Directions: Print every record below exactly as it stands.

Working data:
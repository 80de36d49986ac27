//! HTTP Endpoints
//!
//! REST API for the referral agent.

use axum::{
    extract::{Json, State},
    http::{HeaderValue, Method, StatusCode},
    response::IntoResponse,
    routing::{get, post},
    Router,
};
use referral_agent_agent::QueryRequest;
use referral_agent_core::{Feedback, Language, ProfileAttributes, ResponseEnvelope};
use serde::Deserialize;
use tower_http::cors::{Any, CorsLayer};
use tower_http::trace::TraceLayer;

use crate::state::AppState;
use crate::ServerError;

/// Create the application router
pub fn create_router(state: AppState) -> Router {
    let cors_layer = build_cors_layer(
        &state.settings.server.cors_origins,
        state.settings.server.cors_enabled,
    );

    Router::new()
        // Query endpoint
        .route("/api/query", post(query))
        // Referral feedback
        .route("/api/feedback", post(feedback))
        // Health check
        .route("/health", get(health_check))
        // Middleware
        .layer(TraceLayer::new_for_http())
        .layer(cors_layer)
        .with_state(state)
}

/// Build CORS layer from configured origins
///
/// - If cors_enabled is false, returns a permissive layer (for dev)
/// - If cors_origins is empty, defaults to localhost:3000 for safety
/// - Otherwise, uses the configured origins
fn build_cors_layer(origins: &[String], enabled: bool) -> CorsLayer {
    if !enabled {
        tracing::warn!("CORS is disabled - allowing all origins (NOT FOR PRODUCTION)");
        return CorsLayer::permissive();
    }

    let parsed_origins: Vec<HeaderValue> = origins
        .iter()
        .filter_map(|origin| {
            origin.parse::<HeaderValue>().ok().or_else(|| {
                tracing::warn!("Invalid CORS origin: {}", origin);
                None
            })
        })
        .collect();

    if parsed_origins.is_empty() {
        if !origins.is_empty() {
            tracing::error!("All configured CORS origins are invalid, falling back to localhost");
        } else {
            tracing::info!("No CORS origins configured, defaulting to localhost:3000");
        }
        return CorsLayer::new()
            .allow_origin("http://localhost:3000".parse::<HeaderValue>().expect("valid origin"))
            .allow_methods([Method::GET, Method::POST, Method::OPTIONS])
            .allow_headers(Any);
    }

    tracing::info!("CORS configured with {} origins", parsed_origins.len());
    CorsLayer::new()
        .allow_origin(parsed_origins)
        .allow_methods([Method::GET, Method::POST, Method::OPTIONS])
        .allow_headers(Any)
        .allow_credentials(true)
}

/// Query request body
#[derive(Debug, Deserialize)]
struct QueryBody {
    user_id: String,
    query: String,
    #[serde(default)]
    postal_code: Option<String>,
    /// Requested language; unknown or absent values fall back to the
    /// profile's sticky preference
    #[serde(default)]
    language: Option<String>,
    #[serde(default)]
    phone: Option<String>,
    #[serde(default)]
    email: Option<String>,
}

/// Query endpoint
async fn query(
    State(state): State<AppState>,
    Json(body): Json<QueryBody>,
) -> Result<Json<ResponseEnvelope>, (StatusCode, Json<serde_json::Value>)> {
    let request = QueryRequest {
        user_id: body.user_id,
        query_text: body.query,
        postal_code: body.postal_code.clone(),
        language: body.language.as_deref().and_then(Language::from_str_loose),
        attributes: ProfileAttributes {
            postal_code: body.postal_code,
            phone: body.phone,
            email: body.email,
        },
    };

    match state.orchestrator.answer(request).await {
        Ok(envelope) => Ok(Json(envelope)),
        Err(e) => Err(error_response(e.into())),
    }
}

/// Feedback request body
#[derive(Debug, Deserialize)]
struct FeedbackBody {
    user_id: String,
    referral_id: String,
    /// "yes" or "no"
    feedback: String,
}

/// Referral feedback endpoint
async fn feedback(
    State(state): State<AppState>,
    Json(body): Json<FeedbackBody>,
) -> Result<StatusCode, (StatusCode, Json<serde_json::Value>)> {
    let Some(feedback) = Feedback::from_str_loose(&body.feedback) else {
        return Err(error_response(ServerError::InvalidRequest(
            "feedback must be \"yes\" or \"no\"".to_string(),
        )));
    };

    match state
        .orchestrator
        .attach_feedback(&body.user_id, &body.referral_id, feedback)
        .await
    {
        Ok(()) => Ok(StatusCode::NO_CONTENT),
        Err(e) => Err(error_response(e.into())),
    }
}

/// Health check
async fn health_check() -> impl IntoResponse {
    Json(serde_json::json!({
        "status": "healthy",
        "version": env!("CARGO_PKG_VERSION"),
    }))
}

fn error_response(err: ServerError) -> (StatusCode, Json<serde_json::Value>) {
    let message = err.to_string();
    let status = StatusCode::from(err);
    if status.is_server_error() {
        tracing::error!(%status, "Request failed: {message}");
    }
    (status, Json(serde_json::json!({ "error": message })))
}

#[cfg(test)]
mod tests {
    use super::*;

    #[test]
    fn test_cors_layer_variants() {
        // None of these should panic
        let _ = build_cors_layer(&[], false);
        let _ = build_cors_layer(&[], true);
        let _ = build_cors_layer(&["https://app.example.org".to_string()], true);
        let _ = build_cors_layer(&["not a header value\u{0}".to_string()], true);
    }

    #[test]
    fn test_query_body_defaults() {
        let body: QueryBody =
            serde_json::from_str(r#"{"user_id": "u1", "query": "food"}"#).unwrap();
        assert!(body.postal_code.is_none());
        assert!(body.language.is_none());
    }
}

Answer box:
repository 80de36d49986ac27
//! HTTP Endpoints
//!
//! REST API for the referral agent.

use axum::{
    extract::{Json, State},
    http::{HeaderValue, Method, StatusCode},
    response::IntoResponse,
    routing::{get, post},
    Router,
};
use referral_agent_agent::QueryRequest;
use referral_agent_core::{Feedback, Language, ProfileAttributes, ResponseEnvelope};
use serde::Deserialize;
use tower_http::cors::{Any, CorsLayer};
use tower_http::trace::TraceLayer;

use crate::state::AppState;
use crate::ServerError;

/// Create the application router
pub fn create_router(state: AppState) -> Router {
    let cors_layer = build_cors_layer(
        &state.settings.server.cors_origins,
        state.settings.server.cors_enabled,
    );

    Router::new()
        // Query endpoint
        .route("/api/query", post(query))
        // Referral feedback
        .route("/api/feedback", post(feedback))
        // Health check
        .route("/health", get(health_check))
        // Middleware
        .layer(TraceLayer::new_for_http())
        .layer(cors_layer)
        .with_state(state)
}

/// Build CORS layer from configured origins
///
/// - If cors_enabled is false, returns a permissive layer (for dev)
/// - If cors_origins is empty, defaults to localhost:3000 for safety
/// - Otherwise, uses the configured origins
fn build_cors_layer(origins: &[String], enabled: bool) -> CorsLayer {
    if !enabled {
        tracing::warn!("CORS is disabled - allowing all origins (NOT FOR PRODUCTION)");
        return CorsLayer::permissive();
    }

    let parsed_origins: Vec<HeaderValue> = origins
        .iter()
        .filter_map(|origin| {
            origin.parse::<HeaderValue>().ok().or_else(|| {
                tracing::warn!("Invalid CORS origin: {}", origin);
                None
            })
        })
        .collect();

    if parsed_origins.is_empty() {
        if !origins.is_empty() {
            tracing::error!("All configured CORS origins are invalid, falling back to localhost");
        } else {
            tracing::info!("No CORS origins configured, defaulting to localhost:3000");
        }
        return CorsLayer::new()
            .allow_origin("http://localhost:3000".parse::<HeaderValue>().expect("valid origin"))
            .allow_methods([Method::GET, Method::POST, Method::OPTIONS])
            .allow_headers(Any);
    }

    tracing::info!("CORS configured with {} origins", parsed_origins.len());
    CorsLayer::new()
        .allow_origin(parsed_origins)
        .allow_methods([Method::GET, Method::POST, Method::OPTIONS])
        .allow_headers(Any)
        .allow_credentials(true)
}

/// Query request body
#[derive(Debug, Deserialize)]
struct QueryBody {
    user_id: String,
    query: String,
    #[serde(default)]
    postal_code: Option<String>,
    /// Requested language; unknown or absent values fall back to the
    /// profile's sticky preference
    #[serde(default)]
    language: Option<String>,
    #[serde(default)]
    phone: Option<String>,
    #[serde(default)]
    email: Option<String>,
}

/// Query endpoint
async fn query(
    State(state): State<AppState>,
    Json(body): Json<QueryBody>,
) -> Result<Json<ResponseEnvelope>, (StatusCode, Json<serde_json::Value>)> {
    let request = QueryRequest {
        user_id: body.user_id,
        query_text: body.query,
        postal_code: body.postal_code.clone(),
        language: body.language.as_deref().and_then(Language::from_str_loose),
        attributes: ProfileAttributes {
            postal_code: body.postal_code,
            phone: body.phone,
            email: body.email,
        },
    };

    match state.orchestrator.answer(request).await {
        Ok(envelope) => Ok(Json(envelope)),
        Err(e) => Err(error_response(e.into())),
    }
}

/// Feedback request body
#[derive(Debug, Deserialize)]
struct FeedbackBody {
    user_id: String,
    referral_id: String,
    /// "yes" or "no"
    feedback: String,
}

/// Referral feedback endpoint
async fn feedback(
    State(state): State<AppState>,
    Json(body): Json<FeedbackBody>,
) -> Result<StatusCode, (StatusCode, Json<serde_json::Value>)> {
    let Some(feedback) = Feedback::from_str_loose(&body.feedback) else {
        return Err(error_response(ServerError::InvalidRequest(
            "feedback must be \"yes\" or \"no\"".to_string(),
        )));
    };

    match state
        .orchestrator
        .attach_feedback(&body.user_id, &body.referral_id, feedback)
        .await
    {
        Ok(()) => Ok(StatusCode::NO_CONTENT),
        Err(e) => Err(error_response(e.into())),
    }
}

/// Health check
async fn health_check() -> impl IntoResponse {
    Json(serde_json::json!({
        "status": "healthy",
        "version": env!("CARGO_PKG_VERSION"),
    }))
}

fn error_response(err: ServerError) -> (StatusCode, Json<serde_json::Value>) {
    let message = err.to_string();
    let status = StatusCode::from(err);
    if status.is_server_error() {
        tracing::error!(%status, "Request failed: {message}");
    }
    (status, Json(serde_json::json!({ "error": message })))
}

#[cfg(test)]
mod tests {
    use super::*;

    #[test]
    fn test_cors_layer_variants() {
        // None of these should panic
        let _ = build_cors_layer(&[], false);
        let _ = build_cors_layer(&[], true);
        let _ = build_cors_layer(&["https://app.example.org".to_string()], true);
        let _ = build_cors_layer(&["not a header value\u{0}".to_string()], true);
    }

    #[test]
    fn test_query_body_defaults() {
        let body: QueryBody =
            serde_json::from_str(r#"{"user_id": "u1", "query": "food"}"#).unwrap();
        assert!(body.postal_code.is_none());
        assert!(body.language.is_none());
    }
}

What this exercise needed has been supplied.